Transact Engine Tutorial

How to make an effective use of the Transact material provided here for the Acorn range of computers (recommended reading before programming over the Transact Engine).

Table of Content

Warning
Prerequisites
Material overview
Concurrent access: basic concepts
Transaction modes: basic concepts
- DIRTY READ mode
- REPEATABLE READ mode
Miscellaneous topics
- Result sets and cursors
- Compound requests
Troubleshooting guide

Warning

This tutorial is written for the 0.2.1 release of the Transact engine as part of an effort from the author to help other people understand the main abilities of the Transact module. You should not take for granted the continued developing effort of this tutorial as part of the Transact engine itself. However, I'll be happy to communicate with those of you who would like to comment this document or simply request for further explanation on a specific topic related to the document.
My email is:
bgilon@free.fr
My native language is not English so be indulgent;

Prerequisites

All you should have is a RISC OS based computer running Risc OS 3.10 or later.

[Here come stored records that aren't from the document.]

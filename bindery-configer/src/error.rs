//! Errors raised while registering, ordering and running configers.

use bindery_cond::CondError;
use bindery_core::BoxError;
use thiserror::Error;

/// Errors produced by configers and the configer graph.
#[derive(Debug, Error)]
pub enum ConfigerError {
    /// Configer names must not be blank.
    #[error("configer name cannot be empty")]
    EmptyName,

    /// A configer with the same name is already registered.
    #[error("configer `{name}` is already registered")]
    Duplicate {
        /// Name of the offending configer.
        name: String,
    },

    /// The number of argument tags does not match the function parameters.
    #[error("configer `{name}` takes {expected} arguments but {found} tags were given")]
    Arity {
        /// Name of the offending configer.
        name: String,
        /// Number of function parameters.
        expected: usize,
        /// Number of supplied tags.
        found: usize,
    },

    /// Precedence constraints form a cycle.
    #[error("found cycle config: {}", chain.join(" -> "))]
    Cycle {
        /// Names along the cycle; the first name is repeated at the end.
        chain: Vec<String>,
    },

    /// The activation condition could not be evaluated.
    #[error("condition of configer `{name}` failed")]
    Condition {
        /// Name of the configer.
        name: String,
        /// Underlying evaluation error.
        #[source]
        source: CondError,
    },

    /// An argument could not be bound.
    #[error("cannot bind arguments of configer `{name}`")]
    Bind {
        /// Name of the configer.
        name: String,
        /// Underlying binding error.
        #[source]
        source: bindery_core::Error,
    },

    /// The configer function returned an error.
    #[error("configer `{name}` failed")]
    Execution {
        /// Name of the configer.
        name: String,
        /// Error returned by the function.
        #[source]
        source: BoxError,
    },
}

impl ConfigerError {
    /// Returns the cycle chain when the error reports a cycle.
    #[must_use]
    pub fn cycle(&self) -> Option<&[String]> {
        match self {
            Self::Cycle { chain } => Some(chain),
            _ => None,
        }
    }
}

/// Result alias for configer operations.
pub type ConfigerResult<T> = Result<T, ConfigerError>;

I did'nt make any testing with a RO2 machine (too lazy to retrofit my A410/1 from RO3.1 to RO2): In case you are sticked to RO2 or RO3.0, I think the only prerequisite is the Shared C library version and I strongly recommend you upgrade to RO3.1.

Material overview

Inside the TransactM directory of the archive, you'll find a sub-directory named client which hold everything you need to make the "exercices";
Here is the role of some of the files laying there.

File name	Purpose
DataFile	Main data file: currently only 4 characters "abcd" but you can change its contents either from inside the Transact programs or from a stand alone editor (such as !Edit).
FileInsert	File used by the menu program to insert characters at the end of the main datafile: currently only 4 characters "Véro" but you can change its contents by using an external editor (such as !Edit).
FileUpdate	File used by the menu program to replace some of the original characters with new ones: currently only 2 characters "cb" but you can change its contents by using an external editor (such as !Edit).
!Run1st	Run the C client menu program but first recycle the Transact Module by rmkilling it if previously alive.
!Run	Same as above but does not attempt to recycle the Transact module at first.
!Run1stB	Same as !Run1st but starts the BASIC client instead.
!RunB	Same as !Run but starts the BASIC client instead.
!RunImage	C client executable file run from the !Run/!Run1st obey files.
TransactM	Transact RM file (copied from the parent directory).

Some advanced features are only available thru the C client application and its use is preferred over the BASIC client application.

Concurrent access: basic concepts

The "liberal way"

As your computer is up and running, launch the !Edit application twice in the !Apps folder so that two icons reside on the icon bar as active tasks.

Drag the Datafile to each of the icons. Two separate windows should popup.
Modify the text content in the first window and then save it (use the F3 Return shortcut)
Save the content of the second window to the same file (again use the F3 Return shortcut) (with no or different changes than previously applied);
Close the two document windows;

Now shift-double click over the file icon in the File directory viewer; you may have noticed that the changes applied in the first document window has been lost since the second save operation;
Now imagine that the second window was opened by someone having access to your workfiles via a network.
This scheme offers no protection in term of lock management: when a data of a file needs to be updated some way then:

All the data are read from the media into memory;
The update is done in memory;
At an arbitrary time, the whole content is saved to the file.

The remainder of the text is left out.